The figures show an embodiment of the present invention; FIG. 1 is an exploded perspective view of the toilet bowl of this example, FIG. 2 (A) is a side sectional view of the toilet bowl main body of FIG. 1, and FIG. (A) is a side sectional view of the toilet bowl with a low tank attached, Figure 3 is a plan view of Figure 2 (B), Figure 4 is a sectional view of the urine collection device, and Figure 5 is a side view of the main part of Figure 4. figure,
Figure 6 shows the urine collection cylinder and pump cylinder in Figure 4, Figure 6 (A) is a side sectional view, Figure 6 (B) is a plan view of Figure 6 (A), and Figure 6 (C) is a side sectional view. is a bottom view of Fig. 6 (a), Fig. 7 is a piping configuration diagram of the urine collection cylinder and pump cylinder of the urine collection device, Fig. 8 shows the nozzle cap screwed into the urine collection cylinder of Fig. 4, Figure 8 (a) is its sectional view, Figure 8 (b) is its top view, Figure 8 (c) is its bottom view, Figure 9 shows the cartridge tank, and Figure 9 (a) is its cross section. Figure 9 (B) is the plan view, Figure 9 (C)
is a side view, Figure 10 is a cross-sectional view of the main parts showing the state in which the cartridge tank is attached to the main body cover, Figure 11 is a front view of the operation panel, and Figure 12 (a) is the wiring of the photoelectric switch and low-lead solenoid. Figure 12 is a schematic diagram of the rotary solenoid; Figure 13 is an explanatory diagram showing time and changes in oxygen electrode current during reagent mixing;
The figure is a relationship diagram showing the relationship between the current change value per unit time and the glucose concentration. Figure 15 (a), (b), and (c) are the controls for the urine collection device stored in the ROM of the control panel. FIG. 3 is a flowchart diagram showing a program. 1... Toilet bowl 2... Toilet bowl body 2a...

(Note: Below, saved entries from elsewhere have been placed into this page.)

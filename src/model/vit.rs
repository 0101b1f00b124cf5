use burn::module::Param;
use burn::nn::{
    conv::{Conv2d, Conv2dConfig},
    transformer::{TransformerEncoder, TransformerEncoderConfig, TransformerEncoderInput},
    Dropout, DropoutConfig, Initializer, LayerNorm, LayerNormConfig, Linear, LinearConfig,
};
use burn::prelude::*;

use super::ImageClassifier;
use crate::error::{Error, Result};

/// Vision transformer classifying from a learned class token.
///
/// Defaults: 32x32 inputs cut into 16x16 patches, 512-wide embeddings, two
/// pre-norm encoder layers with 8 heads of 64 dims and a 1024-wide MLP.
#[derive(Config, Debug)]
pub struct VitConfig {
    #[config(default = 32)]
    pub image_size: usize,
    #[config(default = 16)]
    pub patch_size: usize,
    #[config(default = 100)]
    pub num_classes: usize,
    #[config(default = 512)]
    pub dim: usize,
    #[config(default = 2)]
    pub depth: usize,
    #[config(default = 8)]
    pub heads: usize,
    #[config(default = 1024)]
    pub mlp_dim: usize,
    #[config(default = 64)]
    pub dim_head: usize,
    #[config(default = 3)]
    pub channels: usize,
    #[config(default = 0.0)]
    pub dropout: f64,
    #[config(default = 0.0)]
    pub emb_dropout: f64,
}

impl VitConfig {
    pub fn num_patches(&self) -> usize {
        let side = self.image_size / self.patch_size;
        side * side
    }

    fn validate(&self) -> Result<()> {
        if self.patch_size == 0 || self.image_size % self.patch_size != 0 {
            return Err(Error::InvalidModel(format!(
                "image size {} is not divisible by patch size {}",
                self.image_size, self.patch_size
            )));
        }
        if self.heads * self.dim_head != self.dim {
            return Err(Error::InvalidModel(format!(
                "{} heads of {} dims do not cover an embedding of {}",
                self.heads, self.dim_head, self.dim
            )));
        }
        Ok(())
    }

    pub fn init<B: Backend>(&self, device: &B::Device) -> Result<VisionTransformer<B>> {
        self.validate()?;

        let patch = [self.patch_size, self.patch_size];
        let embedding = Initializer::Normal {
            mean: 0.0,
            std: 1.0,
        };

        Ok(VisionTransformer {
            patch_embedding: Conv2dConfig::new([self.channels, self.dim], patch)
                .with_stride(patch)
                .init(device),
            cls_token: embedding.init([1, 1, self.dim], device),
            pos_embedding: embedding.init([1, self.num_patches() + 1, self.dim], device),
            dropout: DropoutConfig::new(self.emb_dropout).init(),
            encoder: TransformerEncoderConfig::new(self.dim, self.mlp_dim, self.heads, self.depth)
                .with_dropout(self.dropout)
                .with_norm_first(true)
                .init(device),
            norm: LayerNormConfig::new(self.dim).init(device),
            head: LinearConfig::new(self.dim, self.num_classes).init(device),
        })
    }
}

#[derive(Module, Debug)]
pub struct VisionTransformer<B: Backend> {
    patch_embedding: Conv2d<B>,
    cls_token: Param<Tensor<B, 3>>,
    pos_embedding: Param<Tensor<B, 3>>,
    dropout: Dropout,
    encoder: TransformerEncoder<B>,
    norm: LayerNorm<B>,
    head: Linear<B>,
}

impl<B: Backend> ImageClassifier<B> for VisionTransformer<B> {
    fn forward(&self, images: Tensor<B, 4>) -> Tensor<B, 2> {
        // [B, C, H, W] -> [B, dim, H/p, W/p] -> [B, patches, dim]
        let x = self.patch_embedding.forward(images);
        let [batch_size, dim, height, width] = x.dims();
        let x = x.reshape([batch_size, dim, height * width]).swap_dims(1, 2);

        let cls = self.cls_token.val().expand([batch_size, 1, dim]);
        let x = Tensor::cat(vec![cls, x], 1) + self.pos_embedding.val();
        let x = self.dropout.forward(x);

        let x = self.encoder.forward(TransformerEncoderInput::new(x));
        let x = self.norm.forward(x);

        let cls = x.slice([0..batch_size, 0..1, 0..dim]).reshape([batch_size, dim]);
        self.head.forward(cls)
    }
}
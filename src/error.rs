use std::path::PathBuf;

use burn::record::RecorderError;

pub type Result<T, E = Error> = std::result::Result<T, E>;

#[derive(Debug, thiserror::Error)]
pub enum Error {
    #[error("io error on {path}: {source}")]
    Io {
        path: PathBuf,
        #[source]
        source: std::io::Error,
    },

    #[error("dataset not found at {0}")]
    MissingDataset(PathBuf),

    #[error("truncated record file {path}: {len} bytes is not a multiple of {record_len}")]
    TruncatedRecords {
        path: PathBuf,
        len: usize,
        record_len: usize,
    },

    #[error("label {label} out of range for {num_classes} classes in {path}")]
    LabelOutOfRange {
        path: PathBuf,
        label: usize,
        num_classes: usize,
    },

    #[error("class `{class}` in {path} is not a training class")]
    UnknownClass { path: PathBuf, class: String },

    #[error("dataset split at {0} is empty")]
    EmptyDataset(PathBuf),

    #[error("failed to decode image {path}: {source}")]
    Image {
        path: PathBuf,
        #[source]
        source: image::ImageError,
    },

    #[error("{split} images are {actual}x{actual} but the model expects {expected}x{expected}")]
    ImageSizeMismatch {
        split: &'static str,
        expected: usize,
        actual: usize,
    },

    #[error("invalid model configuration: {0}")]
    InvalidModel(String),

    #[error("failed to read tensor data: {0}")]
    TensorData(String),

    #[error("unknown training mode `{0}` (expected baseline, cutout, mixup or cutmix)")]
    UnknownMode(String),

    #[error("record error: {0}")]
    Record(#[from] RecorderError),

    #[error("serialization error: {0}")]
    Json(#[from] serde_json::Error),
}

impl Error {
    pub(crate) fn io(path: impl Into<PathBuf>) -> impl FnOnce(std::io::Error) -> Self {
        let path = path.into();
        move |source| Self::Io { path, source }
    }
}
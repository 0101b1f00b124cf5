//! Image-classification training harness on top of Burn.
//!
//! Trains a ResNet or a vision transformer on CIFAR-100 (or any
//! image-folder dataset) with SGD and a multi-step learning-rate schedule,
//! reporting top-1/top-5 accuracy every epoch.

pub mod augment;
pub mod checkpoint;
pub mod data;
pub mod dataset;
pub mod error;
pub mod inference;
pub mod metrics;
pub mod model;
pub mod scheduler;
pub mod stats;
pub mod summary;
pub mod training;

pub use error::{Error, Result};
//! Classification networks and the architecture switch used by the CLI.

mod resnet;
mod vit;

pub use resnet::{BasicBlock, ResNet, ResNetConfig};
pub use vit::{VisionTransformer, VitConfig};

use burn::prelude::*;

/// A network mapping `[batch, 3, H, W]` images to `[batch, classes]` logits.
pub trait ImageClassifier<B: Backend>: Module<B> {
    fn forward(&self, images: Tensor<B, 4>) -> Tensor<B, 2>;
}

#[derive(Clone, Copy, Debug, PartialEq, Eq)]
pub enum Architecture {
    ResNet,
    Transformer,
}

impl Architecture {
    /// `resnet` selects the convolutional network; every other name falls
    /// back to the vision transformer.
    pub fn from_name(name: &str) -> Self {
        if name.eq_ignore_ascii_case("resnet") {
            Architecture::ResNet
        } else {
            Architecture::Transformer
        }
    }

    pub fn name(&self) -> &'static str {
        match self {
            Architecture::ResNet => "resnet",
            Architecture::Transformer => "transformer",
        }
    }
}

Toilet room 3... Main body cloth cover 4... Main body cloth cover 5... Main body upper cover 6... Low tank 7... Urine collection device 8... Bowl part 8
c...Third pot surface 10a, 10b...Washing water hole 14...Low clean lens 15...Photoelectric switch detection section 20...Cartridge case 21...Reagent cartridge tank 22...Socket 27 ...Bin metal fittings 30...

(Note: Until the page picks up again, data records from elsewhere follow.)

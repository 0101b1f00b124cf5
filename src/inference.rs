use std::path::Path;

use burn::{
    data::dataloader::batcher::Batcher,
    prelude::*,
    tensor::{activation::softmax, Element, ElementConversion, TensorData},
};
use serde::Serialize;

use crate::{
    checkpoint::load_model,
    data::ClassificationBatcher,
    dataset::{load_image_chw, ImageItem},
    error::{Error, Result},
    model::{Architecture, ImageClassifier},
    training::{TrainingConfig, CLASSES_FILE, CONFIG_FILE},
};

const TOP_K: usize = 5;

#[derive(Clone, Debug, PartialEq, Serialize)]
pub struct Prediction {
    pub class_index: usize,
    pub class_name: String,
    pub probability: f64,
}

/// Classifies one image with the model saved in `artifact_dir`, returning
/// up to five classes by decreasing probability.
pub fn infer_from_file<B: Backend>(
    artifact_dir: &Path,
    device: &B::Device,
    image_path: &Path,
) -> Result<Vec<Prediction>> {
    let config_path = artifact_dir.join(CONFIG_FILE);
    let config = TrainingConfig::load(&config_path)
        .map_err(|err| Error::InvalidModel(format!("{}: {err:?}", config_path.display())))?;

    let classes_path = artifact_dir.join(CLASSES_FILE);
    let classes: Vec<String> = serde_json::from_str(
        &std::fs::read_to_string(&classes_path).map_err(Error::io(&classes_path))?,
    )?;

    let pixels = load_image_chw(image_path, config.image_size)?;
    let batcher = ClassificationBatcher::<B>::new(config.image_size, config.mean, config.std, device.clone());
    let batch = batcher.batch(vec![ImageItem { pixels, label: 0 }]);

    let base = config.checkpoint_base();
    let logits = match config.architecture() {
        Architecture::ResNet => {
            let model = config.resnet_config(classes.len()).init::<B>(device);
            load_model::<B, _>(model, &base, device)?.forward(batch.images)
        }
        Architecture::Transformer => {
            let model = config.vit_config(classes.len()).init::<B>(device)?;
            load_model::<B, _>(model, &base, device)?.forward(batch.images)
        }
    };
    log::info!("Model loaded from {}", base.display());

    top_predictions(logits, &classes, TOP_K)
}

/// Softmax over the first row of `logits`, best `k` classes first.
pub fn top_predictions<B: Backend>(
    logits: Tensor<B, 2>,
    classes: &[String],
    k: usize,
) -> Result<Vec<Prediction>> {
    let [_, num_classes] = logits.dims();
    let k = k.min(num_classes);
    if k == 0 {
        return Ok(Vec::new());
    }

    let probabilities = softmax(logits, 1);
    let (values, indices) = probabilities.topk_with_indices(k, 1);
    let values = data_to_vec::<f32>(values.to_data().convert::<f32>())?;
    let indices = data_to_vec::<i64>(indices.to_data().convert::<i64>())?;

    Ok(values
        .into_iter()
        .zip(indices)
        .map(|(probability, index)| {
            let class_index = index as usize;
            Prediction {
                class_index,
                class_name: classes
                    .get(class_index)
                    .cloned()
                    .unwrap_or_else(|| class_index.to_string()),
                probability: probability.elem::<f64>(),
            }
        })
        .collect())
}

fn data_to_vec<E: Element>(data: TensorData) -> Result<Vec<E>> {
    data.to_vec::<E>()
        .map_err(|err| Error::TensorData(format!("{err:?}")))
}
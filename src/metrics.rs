use burn::prelude::*;
use burn::tensor::ElementConversion;
use serde::{Deserialize, Serialize};

/// Samples in a batch whose target is among the `k` highest logits, for
/// `k = 1` and `k = 5`.
#[derive(Clone, Copy, Debug, Default, PartialEq, Eq)]
pub struct TopKCounts {
    pub top1: usize,
    pub top5: usize,
}

impl TopKCounts {
    /// The rank of a target is the number of classes scoring strictly higher
    /// than it, so ties resolve in the target's favour.
    pub fn from_logits<B: Backend>(logits: Tensor<B, 2>, targets: Tensor<B, 1, Int>) -> Self {
        let [batch_size, _num_classes] = logits.dims();
        if batch_size == 0 {
            return Self::default();
        }

        let target_logits = logits
            .clone()
            .gather(1, targets.reshape([batch_size, 1]));
        let ranks = logits
            .sub(target_logits)
            .greater_elem(0.0)
            .int()
            .sum_dim(1);

        let within = |k: i64| -> usize {
            ranks
                .clone()
                .lower_elem(k)
                .int()
                .sum()
                .into_scalar()
                .elem::<i64>() as usize
        };

        Self {
            top1: within(1),
            top5: within(5),
        }
    }
}

/// Accuracy and loss over one pass of a data loader.
#[derive(Clone, Copy, Debug, Default, PartialEq, Serialize, Deserialize)]
pub struct EpochStats {
    pub top1: f64,
    pub top5: f64,
    pub loss: f64,
}

#[derive(Clone, Debug, Default)]
pub struct StatsAccumulator {
    correct1: usize,
    correct5: usize,
    loss_sum: f64,
    samples: usize,
}

impl StatsAccumulator {
    /// Adds one batch; `mean_loss` is the batch-averaged loss.
    pub fn update(&mut self, counts: TopKCounts, mean_loss: f64, batch_size: usize) {
        self.correct1 += counts.top1;
        self.correct5 += counts.top5;
        self.loss_sum += mean_loss * batch_size as f64;
        self.samples += batch_size;
    }

    pub fn samples(&self) -> usize {
        self.samples
    }

    pub fn finish(&self) -> EpochStats {
        if self.samples == 0 {
            return EpochStats {
                top1: 0.0,
                top5: 0.0,
                loss: f64::NAN,
            };
        }

        let n = self.samples as f64;
        EpochStats {
            top1: self.correct1 as f64 / n,
            top5: self.correct5 as f64 / n,
            loss: self.loss_sum / n,
        }
    }
}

・Urine collection cylinder 31...Pump cylinder 32...
Piston 34...Oxygen electrode 35...Nozzle cap 36...Cleaning spray 37...Thermistor
39...Air hole 50...Stepping motor
51...Operation panel C...Urine collection room P...
Pump chambers D1 to D5...Solenoid valves with check valves E1 to E4...Switches L1 to L6...Indication lamps Y I" Y t...
Piping M...Gap patent applicant Inax Co., Ltd. agent
Patent Attorney Yoshihisa Shimizu--AI'IA□ 111 7) Book 2a 30a 3D5 6Y7 Book 2a 30a 3D5 6Y7 Part 31-+---p y. DB D4” 3
1c D・v, 11d 5d 5d Y2' (Essential frame) Fig. 7 5d Fig. S a l) C Fig. 13 1Ll-, lAo. Figure 14

Claims (4)

[Claims] (1) Equipped with an enzyme reagent that can react with components in urine urinated on the surface of the toilet bowl, and an electrode that can output the reaction state of the enzyme reagent and the components in urine to the outside as an electrical signal. Features: A toilet bowl that detects components in urine. (2) The urine component detection toilet bowl according to claim 1, wherein the enzyme reagent is a reagent whose main component is an enzyme that oxidizes sugar in urine. (3) The urine component detection toilet bowl according to claim 1, wherein the enzyme reagent is a reagent whose main component is an enzyme that oxidizes proteins in urine. (4) Claim 1, 2, or 3, wherein the electrode is an oxygen electrode that outputs the amount of oxygen consumed by the oxidation reaction between the enzyme reagent and the urinary component as a current value to the outside. Toilet bowl that detects components in urine.